Reading from a file

Pages: 123
Ya, I spoke too soon. I didn't check all files before posting that, If the count is set to 1 like it is now, the third and fourth program are off count by 1. So the file that has 21 words, and the file that has 19 words.
If they are all off by the same constant amount then it’s a matter of finding out what is causing the difference and adjusting the program. If they are all off by different amounts then it will probably be harder to track down
I think I'll go with what seeplus said. That code is working as required, But I need to understand it a bit more. Is he actually using getline before opening the file? like so:
"std::getline(std::cin, fnam);

std::ifstream ifs(fnam);"

I didn't know that was possible. I also need to read again stringstream because I don't know what "iss" does in:
"for (std::string wrd; iss >> wrd; ++wcnt);"
Enter file name: test2.txt
This is a &%file that should!!,...


This file must have several spaces at the end of the file.
have 21 words.


There are 25 words:

#1#Enter #2#file #3name: #4#test2.txt
#5#This #6#is #7#a #8#&%file #9#that #10#should!!,...


#11#This #12#file #13#must #14#have #15#several #16#spaces #17#at #18#the #19#end #20#of #21#the #22file.
#23#have #24#21 #25#words.
Ok, so after some time I reached out to my teacher and he told me to watch a video lecture from the previous year that had almost all the problems solved. So I ended up using his code instead. It was indeed the teachers idea to close and open the file twice, and to my understanding this resets the pointer position, or place holder position, whatever you call it. One of my biggest problems was running into infinite loops because I didn't have proper while loop conditions such as "while (getline (inputFile, output))" instead I had the getline inside the loop which was ruining my loop. After that the whole thing was working, file after file. This is what I wrote:
1
2
3
4
5
6
7
8
9
10
11
12
13
14
15
16
17
18
19
20
21
22
23
24
25
26
27
28
29
30
31
32
33
34
35
36
37
38
39
40
41
42
43
44
45
46
47
48
49
50
51
52
53
54
55
56
57
58
59
60
61
62
63
64
65
66
67
68
69
70
71
72
73
74
#include <iostream>
#include <fstream>
#include <string>
using namespace std;

int main()
{
    // Holds word output, users file name, and file output
    string word;
    string fileName;
    string output;

    // Declare input file stream named inputFile
    ifstream inputFile;

    // Holds the word count
    int wordCount = 0;

    // Print out beginning statement
    cout << "    *** A SIMPLE FILE PROCESSING PROGRAM ***\n\n";
    cout << "Enter a filename or type quit to exit: ";

    cin >> fileName;


    // Loop as long as user did not type in quit
    while (fileName != "quit")
    {
        inputFile.open(fileName);

        // Check for fail of file open
        while (!inputFile.is_open())
        {
           cout << "File note found.
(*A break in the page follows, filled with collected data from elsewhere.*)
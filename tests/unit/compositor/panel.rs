use super::*;
use crate::compositor::passive::PassiveMotionState;
use crate::layout::frame::PanelPosition;
use crate::sequencer::script::{StateLibrary, StateScript};
use crate::timeline::clock::TimelineClock;
use crate::timeline::tick::InputAxes;

fn sequencer<S>(states: Vec<S>, script: &[&str]) -> Sequencer<S> {
    let mut lib = StateLibrary::new();
    for (i, s) in states.into_iter().enumerate() {
        lib.push(format!("Key{i}"), s);
    }
    let script = StateScript::from_labels(&lib, script).unwrap();
    Sequencer::new(lib, script, 0)
}

fn half_frame() -> FrameState {
    let mut f = FrameState::default();
    f.set_size("50%", "50%", "", "").unwrap();
    f
}

fn panel(frames: Vec<FrameState>, script: &[&str], options: PanelOptions) -> Panel {
    let cameras = vec![CameraState::default(); frames.len()];
    let passive = vec![PassiveMotionState::default(); frames.len()];
    Panel::new(
        "panel",
        sequencer(frames, script),
        sequencer(cameras, script),
        sequencer(passive.clone(), script),
        sequencer(passive, &[]),
        options,
    )
}

fn xywh(r: Rect) -> (f64, f64, f64, f64) {
    (r.x0, r.y0, r.width(), r.height())
}

#[test]
fn frame_rect_blends_origin_and_size() {
    let mut p = panel(
        vec![FrameState::default(), half_frame()],
        &["Key0", "Key1"],
        PanelOptions::default(),
    );
    let vp = Viewport::new(1000.0, 800.0);
    let clock = TimelineClock::at(2, 1, 0.5).unwrap();
    let out = p.update(&TickContext::new(&clock).with_viewport(&vp));

    assert_eq!(out.progress, 0.5);
    assert_eq!(xywh(out.frame_rect), (125.0, 100.0, 750.0, 600.0));
    assert_eq!(xywh(out.marginless_rect), (125.0, 100.0, 750.0, 600.0));
    assert!(out.camera_enabled);

    let pose = out.camera.unwrap();
    assert_eq!(pose.position, Vec3::ZERO);
    assert!(pose.field_of_view > 0.0 && pose.field_of_view <= 180.0);
}

#[test]
fn settled_steps_reproduce_the_keyframe_exactly() {
    let mut p = panel(
        vec![FrameState::default(), half_frame()],
        &["Key0", "Key1"],
        PanelOptions::default(),
    );
    let vp = Viewport::new(1000.0, 800.0);
    let clock = TimelineClock::at(2, 1, 1.0).unwrap();
    let out = p.update(&TickContext::new(&clock).with_viewport(&vp));
    assert_eq!(out.progress, 0.0);
    assert_eq!(xywh(out.frame_rect), (250.0, 200.0, 500.0, 400.0));
}

#[test]
fn offscreen_rect_takes_its_partner_size() {
    let screen = rect_xywh(0.0, 0.0, 1000.0, 800.0);
    let gone = rect_xywh(-1000.0, 0.0, 1000.0, 800.0);
    let partner = rect_xywh(250.0, 200.0, 500.0, 400.0);
    let frozen = freeze_offscreen(gone, partner, screen);
    assert_eq!(xywh(frozen), (-500.0, 0.0, 500.0, 400.0));

    let below = rect_xywh(100.0, -800.0, 1000.0, 800.0);
    let frozen = freeze_offscreen(below, partner, screen);
    assert_eq!(xywh(frozen), (100.0, -400.0, 500.0, 400.0));

    assert_eq!(freeze_offscreen(partner, gone, screen), partner);
}

#[test]
fn panel_sliding_offscreen_keeps_its_size() {
    let mut gone = FrameState::default();
    gone.move_to(PanelPosition::OffscreenLeft, "0%").unwrap();
    let mut p = panel(vec![gone, half_frame()], &["Key0", "Key1"], PanelOptions::default());
    let vp = Viewport::new(1000.0, 800.0);
    let clock = TimelineClock::at(2, 1, 0.5).unwrap();
    let out = p.update(&TickContext::new(&clock).with_viewport(&vp));
    assert_eq!(xywh(out.frame_rect), (-125.0, 100.0, 500.0, 400.0));
}

#[test]
fn missing_frame_states_blank_the_panel() {
    let mut p = panel(vec![FrameState::default()], &[], PanelOptions::default());
    let vp = Viewport::new(1000.0, 800.0);
    let clock = TimelineClock::new(3).unwrap();
    let out = p.update(&TickContext::new(&clock).with_viewport(&vp));
    assert_eq!(out.frame_rect, Rect::ZERO);
    assert!(!out.camera_enabled);
    assert_eq!(out.border_size, 0.0);
    assert_eq!(out.border_color, Rgba::BLACK);
    assert_eq!(out.matte_color.r, 0.001);
    assert!(out.camera.is_none());
}

#[test]
fn opaque_black_matte_is_nudged() {
    let mut f = FrameState::default();
    f.matte_color = Rgba::BLACK;
    f.border_size = 4.0;
    let mut p = panel(vec![f], &["Key0"], PanelOptions::default());
    let vp = Viewport::new(1000.0, 800.0);
    let clock = TimelineClock::new(1).unwrap();
    let out = p.update(&TickContext::new(&clock).with_viewport(&vp));
    assert_eq!(out.matte_color, Rgba::new(0.001, 0.0, 0.0, 1.0));
    assert_eq!(out.border_size, 4.0);
}

#[test]
fn disabling_next_interpolation_snaps_forward() {
    let options = PanelOptions {
        interpolate_next: false,
        ..PanelOptions::default()
    };
    let mut p = panel(vec![FrameState::default(), half_frame()], &["Key0", "Key1"], options);
    let vp = Viewport::new(1000.0, 800.0);
    let clock = TimelineClock::at(2, 0, 0.25).unwrap();
    let out = p.update(&TickContext::new(&clock).with_viewport(&vp));
    assert_eq!(out.progress, 1.0);
    assert_eq!(xywh(out.frame_rect), (250.0, 200.0, 500.0, 400.0));
}

#[test]
fn passive_motion_feeds_the_camera_translation() {
    let mut p = panel(vec![FrameState::default()], &["Key0"], PanelOptions::default());
    let vp = Viewport::new(1000.0, 800.0);
    let clock = TimelineClock::new(1).unwrap();
    let ctx = TickContext::new(&clock)
        .with_viewport(&vp)
        .with_axes(InputAxes::new(1.0, 0.0))
        .with_dt(0.1);
    let out = p.update(&ctx);
    assert_eq!(out.passive_h.translation.x, 1.0);
    assert_eq!(out.passive_v, MotionOffset::default());
    assert_eq!(out.camera.unwrap().local_translation, Vec3::new(1.0, 0.0, 0.0));
}

#[test]
fn last_pose_is_reused_when_the_renderer_disappears() {
    let mut p = panel(vec![FrameState::default()], &["Key0"], PanelOptions::default());
    let vp = Viewport::new(1000.0, 800.0);
    let clock = TimelineClock::new(1).unwrap();
    let first = p.update(&TickContext::new(&clock).with_viewport(&vp)).camera;
    assert!(first.is_some());

    let blind = p.update(&TickContext::new(&clock));
    assert_eq!(blind.camera, first);
    assert!(!blind.camera_enabled);
}

#[test]
fn camera_control_can_be_disabled() {
    let options = PanelOptions {
        disable_camera_control: true,
        ..PanelOptions::default()
    };
    let mut p = panel(vec![FrameState::default()], &["Key0"], options);
    let vp = Viewport::new(1000.0, 800.0);
    let clock = TimelineClock::new(1).unwrap();
    let out = p.update(&TickContext::new(&clock).with_viewport(&vp));
    assert!(out.camera.is_none());
    assert!(out.camera_enabled);
}

#[test]
fn options_deserialize_with_defaults() {
    let o: PanelOptions = serde_json::from_str(r#"{"preserve_framing":true}"#).unwrap();
    assert!(o.preserve_framing);
    assert_eq!(o.framing_distance, 5.0);
    assert!(o.interpolate_previous && o.interpolate_next);
}
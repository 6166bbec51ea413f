pub(crate) mod frame;
pub(crate) mod solver;
pub(crate) mod viewport;
use super::*;

#[test]
fn zero_step_timeline_is_rejected() {
    assert!(TimelineClock::new(0).is_err());
}

#[test]
fn increment_and_decrement_stop_at_the_ends() {
    let mut clock = TimelineClock::new(3).unwrap();
    assert_eq!(clock.decrement_step(), None);
    assert_eq!(clock.increment_step(), Some(StepChange { old: 0, new: 1 }));
    assert_eq!(clock.increment_step(), Some(StepChange { old: 1, new: 2 }));
    assert_eq!(clock.increment_step(), None);
    assert_eq!(clock.target_step(), 2);
    assert_eq!(clock.decrement_step(), Some(StepChange { old: 2, new: 1 }));
}

#[test]
fn set_target_step_clamps_and_always_notifies() {
    let mut clock = TimelineClock::new(5).unwrap();
    assert_eq!(clock.set_target_step(99), StepChange { old: 0, new: 4 });
    assert_eq!(clock.set_target_step(-3), StepChange { old: 4, new: 0 });
    assert_eq!(clock.set_target_step(0), StepChange { old: 0, new: 0 });
    assert_eq!(clock.go_to_last(), StepChange { old: 0, new: 4 });
    assert_eq!(clock.go_to_first(), StepChange { old: 4, new: 0 });
}

#[test]
fn set_interpolated_step_clamps() {
    let mut clock = TimelineClock::new(5).unwrap();
    clock.set_interpolated_step(7.5);
    assert_eq!(clock.interpolated_step(), 4.0);
    clock.set_interpolated_step(-1.0);
    assert_eq!(clock.interpolated_step(), 0.0);
    clock.set_interpolated_step(2.25);
    assert_eq!(clock.interpolated_step(), 2.25);
}

#[test]
fn backward_entry_starts_at_last_step() {
    let clock = TimelineClock::starting_at(6, SceneEntry::Backward).unwrap();
    assert_eq!(clock.target_step(), 5);
    assert_eq!(clock.interpolated_step(), 5.0);
    assert!(clock.is_settled());
}

#[test]
fn easing_approaches_target_without_overshoot() {
    let mut clock = TimelineClock::new(10).unwrap();
    clock.set_target_step(4);
    clock.ease_toward_target(0.1, DEFAULT_GESTURE_RATE);
    assert!((clock.interpolated_step() - 2.0).abs() < 1e-12);
    for _ in 0..200 {
        clock.ease_toward_target(1.0 / 60.0, DEFAULT_GESTURE_RATE);
        assert!(clock.interpolated_step() <= 4.0 + 1e-9);
    }
    assert!((clock.interpolated_step() - 4.0).abs() < 1e-3);

    clock.ease_toward_target(1.0, DEFAULT_GESTURE_RATE);
    assert_eq!(clock.interpolated_step(), 4.0);
    assert!(clock.is_settled());
}

#[test]
fn direction_of_change() {
    assert_eq!(StepChange { old: 1, new: 2 }.direction(), Direction::Forward);
    assert_eq!(StepChange { old: 2, new: 1 }.direction(), Direction::Backward);
    assert_eq!(StepChange { old: 2, new: 2 }.direction(), Direction::Backward);
}
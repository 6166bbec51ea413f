use super::*;

#[test]
fn rect_xywh_keeps_bottom_left_origin() {
    let r = rect_xywh(250.0, 200.0, 500.0, 400.0);
    assert_eq!(r.x0, 250.0);
    assert_eq!(r.y0, 200.0);
    assert_eq!(r.width(), 500.0);
    assert_eq!(r.height(), 400.0);
}

#[test]
fn vec3_accepts_array_and_object_json() {
    let a: Vec3 = serde_json::from_str("[1, 2, 3]").unwrap();
    let b: Vec3 = serde_json::from_str(r#"{"x": 1, "y": 2, "z": 3}"#).unwrap();
    assert_eq!(a, b);

    let partial: Vec3 = serde_json::from_str(r#"{"z": -10}"#).unwrap();
    assert_eq!(partial, Vec3::new(0.0, 0.0, -10.0));
}

#[test]
fn rgba_defaults_alpha_to_opaque() {
    let c: Rgba = serde_json::from_str("[0.5, 0.25, 0]").unwrap();
    assert_eq!(c, Rgba::new(0.5, 0.25, 0.0, 1.0));

    let c: Rgba = serde_json::from_str(r#"{"r": 1, "g": 0, "b": 0}"#).unwrap();
    assert_eq!(c.a, 1.0);

    let c: Rgba = serde_json::from_str("[0, 0, 0, 0]").unwrap();
    assert_eq!(c, Rgba::CLEAR);
}

#[test]
fn vec3_arithmetic() {
    let v = Vec3::new(1.0, 2.0, 3.0) + Vec3::ONE * 2.0 - Vec3::splat(1.0);
    assert_eq!(v, Vec3::new(2.0, 3.0, 4.0));
    assert_eq!(-v, Vec3::new(-2.0, -3.0, -4.0));
    assert!(!Vec3::new(f64::NAN, 0.0, 0.0).is_finite());
}
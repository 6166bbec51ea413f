use crate::foundation::core::{Rect, Size, rect_xywh};
use crate::foundation::error::{PanoplyError, PanoplyResult};
use crate::foundation::math::lerp;

fn default_reference_size() -> Size {
    Size::new(1024.0, 768.0)
}

fn default_match() -> f64 {
    0.5
}

/// Snapshot of the renderer's screen configuration for one tick.
///
/// Layout and camera math read the addressable screen rect and the resolution scale
/// from here; the renderer owns the device size and updates it when the window changes.
#[derive(Clone, Copy, Debug, PartialEq, serde::Serialize, serde::Deserialize)]
pub struct Viewport {
    /// Device screen size in pixels.
    pub device_size: Size,
    /// Resolution the scene was authored against.
    #[serde(default = "default_reference_size")]
    pub reference_size: Size,
    /// Blend between width (0) and height (1) when deriving the resolution scale.
    #[serde(default = "default_match")]
    pub match_width_height: f64,
    /// Letterbox the screen rect to the reference aspect ratio.
    #[serde(default)]
    pub enforce_aspect_ratio: bool,
}

impl Viewport {
    /// Viewport for a device of `width` x `height` pixels with default reference settings.
    pub fn new(width: f64, height: f64) -> Self {
        Self {
            device_size: Size::new(width, height),
            reference_size: default_reference_size(),
            match_width_height: default_match(),
            enforce_aspect_ratio: false,
        }
    }

    /// Builder-style letterboxing toggle.
    pub fn with_enforced_aspect_ratio(mut self, enforce: bool) -> Self {
        self.enforce_aspect_ratio = enforce;
        self
    }

    /// Check sizes are positive and finite.
    pub fn validate(&self) -> PanoplyResult<()> {
        let ok = |s: Size| s.width.is_finite() && s.height.is_finite() && s.width > 0.0 && s.height > 0.0;
        if !ok(self.device_size) {
            return Err(PanoplyError::validation(format!(
                "viewport device size must be positive, got {}x{}",
                self.device_size.width, self.device_size.height
            )));
        }
        if !ok(self.reference_size) {
            return Err(PanoplyError::validation(format!(
                "viewport reference size must be positive, got {}x{}",
                self.reference_size.width, self.reference_size.height
            )));
        }
        Ok(())
    }

    /// Full device rect.
    pub fn device_rect(&self) -> Rect {
        rect_xywh(0.0, 0.0, self.device_size.width, self.device_size.height)
    }

    /// Addressable screen area, letterboxed and centered when the aspect ratio is enforced.
    pub fn screen_rect(&self) -> Rect {
        let Size { width, height } = self.device_size;
        if !self.enforce_aspect_ratio {
            return rect_xywh(0.0, 0.0, width, height);
        }
        let aspect = self.reference_size.width / self.reference_size.height;
        let (w, h) = if aspect > width / height {
            (width, width / aspect)
        } else {
            (height * aspect, height)
        };
        rect_xywh((width - w) * 0.5, (height - h) * 0.5, w, h)
    }

    /// `lerp(screen.w / ref.w, screen.h / ref.h, match) * 0.5`.
    pub fn resolution_scale(&self) -> f64 {
        let sr = self.screen_rect();
        let scale_h = sr.width() / self.reference_size.width;
        let scale_v = sr.height() / self.reference_size.height;
        lerp(&scale_h, &scale_v, self.match_width_height) * 0.5
    }

    /// The screen rect divided by the resolution scale.
    pub fn scaled_screen_rect(&self) -> Rect {
        let sr = self.screen_rect();
        let s = self.resolution_scale();
        if s == 0.0 {
            return Rect::ZERO;
        }
        rect_xywh(sr.x0 / s, sr.y0 / s, sr.width() / s, sr.height() / s)
    }
}

#[cfg(test)]
#[path = "../../tests/unit/layout/viewport.rs"]
mod tests;
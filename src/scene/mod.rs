pub(crate) mod model;
pub(crate) mod runtime;
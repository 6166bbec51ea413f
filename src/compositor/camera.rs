use crate::foundation::core::{Rect, Vec3};
use crate::foundation::math::lerp;
use crate::layout::viewport::Viewport;
use crate::sequencer::resolve::Bracket;

/// Widest vertical field of view a camera may receive, in degrees.
pub const MAX_FOV: f64 = 180.0;

/// How a camera state orients the camera.
#[derive(Clone, Copy, Debug, Default, PartialEq, Eq, serde::Serialize, serde::Deserialize)]
pub enum OrientationType {
    /// Absolute Euler rotation.
    #[default]
    Standard,
    /// Face a target point, then apply the Euler rotation on top.
    LookAt,
    /// Leave the camera's rotation alone.
    Inherited,
}

fn default_fov() -> f64 {
    60.0
}

fn default_look_at() -> Vec3 {
    Vec3::new(0.0, 0.0, 1.0)
}

/// One camera keyframe. Positions are relative to the panel's home position.
#[derive(Clone, Debug, PartialEq, serde::Serialize, serde::Deserialize)]
pub struct CameraState {
    /// Authored vertical field of view in degrees.
    #[serde(default = "default_fov")]
    pub field_of_view: f64,
    /// Camera position.
    #[serde(default)]
    pub position: Vec3,
    /// Euler rotation in degrees.
    #[serde(default)]
    pub rotation: Vec3,
    /// Look-at target, used by [`OrientationType::LookAt`].
    #[serde(default = "default_look_at")]
    pub look_at: Vec3,
    /// Orientation mode.
    #[serde(default)]
    pub orientation_type: OrientationType,
}

impl Default for CameraState {
    fn default() -> Self {
        Self {
            field_of_view: default_fov(),
            position: Vec3::ZERO,
            rotation: Vec3::ZERO,
            look_at: default_look_at(),
            orientation_type: OrientationType::Standard,
        }
    }
}

/// Resolved camera orientation.
#[derive(Clone, Copy, Debug, PartialEq, serde::Serialize)]
pub enum Orientation {
    /// Absolute Euler rotation in degrees.
    Euler(Vec3),
    /// Face `target` (world space), then rotate by `euler`.
    LookAt {
        /// World-space point to face.
        target: Vec3,
        /// Additional local rotation in degrees.
        euler: Vec3,
    },
    /// Keep whatever rotation the camera already has.
    Inherited,
}

/// Camera transform for one tick, expressed as data for the renderer.
///
/// The renderer places the camera at `position`, applies `orientation`, then translates
/// by `local_translation` and rotates by `passive_rotation` in the camera's own space.
#[derive(Clone, Copy, Debug, PartialEq, serde::Serialize)]
pub struct CameraPose {
    /// Final vertical field of view in degrees.
    pub field_of_view: f64,
    /// World-space position (home plus interpolated state position).
    pub position: Vec3,
    /// Local translation: passive motion plus framing compensation.
    pub local_translation: Vec3,
    /// Passive-motion rotation in degrees.
    pub passive_rotation: Vec3,
    /// Orientation.
    pub orientation: Orientation,
}

/// Field of view before and after the viewport-height correction.
#[derive(Clone, Copy, Debug, PartialEq)]
pub struct FieldOfView {
    /// Interpolated authored value.
    pub authored: f64,
    /// Corrected for screen height and resolution scale.
    pub reference: f64,
    /// Final value, cropped to the panel's pixel height and capped at [`MAX_FOV`].
    pub vertical: f64,
}

/// Scale an authored FOV to the device.
///
/// The steps run in a fixed order: screen/reference height, then resolution scale,
/// then the panel's share of the screen height, then the cap.
pub fn vertical_fov(authored: f64, viewport: &Viewport, viewport_pixel_height: f64) -> FieldOfView {
    let screen_height = viewport.device_size.height;
    let mut fov = authored;
    fov *= screen_height / viewport.reference_size.height;
    fov /= viewport.resolution_scale() * 2.0;
    let reference = fov;
    fov *= viewport_pixel_height / screen_height;
    FieldOfView {
        authored,
        reference,
        vertical: fov.min(MAX_FOV),
    }
}

/// Camera translation that keeps subjects at `distance` framed while the panel's
/// visible area is cropped by the screen edges.
///
/// `frame` is the panel rect, `visible` the same rect clipped to the device.
pub fn framing_offset(
    frame: Rect,
    visible: Rect,
    screen: Rect,
    distance: f64,
    fov: &FieldOfView,
) -> Vec3 {
    let height_diff = (frame.height() - visible.height()).abs();
    let mut v_offset = distance * (fov.reference.to_radians() * 0.5).tan();
    if frame.y0 > 0.0 {
        v_offset = -v_offset;
    }
    let width_diff = (frame.width() - visible.width()).abs();
    let mut h_offset = distance * (fov.authored.to_radians() * 0.5).tan();
    if frame.x0 > 0.0 {
        h_offset = -h_offset;
    }
    Vec3::new(
        width_diff / screen.width() * h_offset,
        height_diff / screen.height() * v_offset,
        0.0,
    )
}

/// Interpolated orientation. The mode follows the earlier state.
pub fn orientation(a: &CameraState, b: &CameraState, progress: f64, home: Vec3) -> Orientation {
    let euler = lerp(&a.rotation, &b.rotation, progress);
    match a.orientation_type {
        OrientationType::Standard => Orientation::Euler(euler),
        OrientationType::LookAt => Orientation::LookAt {
            target: lerp(&a.look_at, &b.look_at, progress) + home,
            euler,
        },
        OrientationType::Inherited => Orientation::Inherited,
    }
}

/// Authored FOV and world position for a bracket, when both states resolved.
pub fn interpolate(bracket: &Bracket<'_, CameraState>, home: Vec3) -> Option<(f64, Vec3, Orientation)> {
    let (a, b) = bracket.pair()?;
    let t = bracket.progress;
    Some((
        lerp(&a.field_of_view, &b.field_of_view, t),
        home + lerp(&a.position, &b.position, t),
        orientation(a, b, t, home),
    ))
}

#[cfg(test)]
#[path = "../../tests/unit/compositor/camera.rs"]
mod tests;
Enter the correct filename: ";
           cin >> fileName;
           inputFile.open(fileName);
        }

        cout << fileName << " data\n";
        cout << "***********************\n";

        // Print file output as long as there is data to read
        while (getline (inputFile, output))
        {
            cout << output << "\n";
        }

        cout << "\n***********************\n";

        // Close and open to reset the read pointer
        inputFile.close();
        inputFile.open(fileName);

        // Count number of words as long as there is data to read
        while (inputFile >> word)
        {
            wordCount++;
        }

        // Print out ending statements
        cout << fileName << " has " << wordCount << " words.\n";

        inputFile.close();

        wordCount = 0;

        cout << "Enter a filename or type quit to exit: ";
        cin >> fileName;

    }
    cout << "Now exiting the program........\n";

    return 0;
}
And @againtry I'm not sure what you mean by your last post. What I learned is that it totally matters where the pointer is in this case, It doesn't just start over in the file randomly or when you wish it to. Also, I need to practice manipulating with strings and char's because I worked with numbers before and that seemed easier, Also writing more condensed loops/ and conditions. I'm going to mark this as solved.
Yeah - but that means reading the file twice which is not required. This hits performance if the file is large.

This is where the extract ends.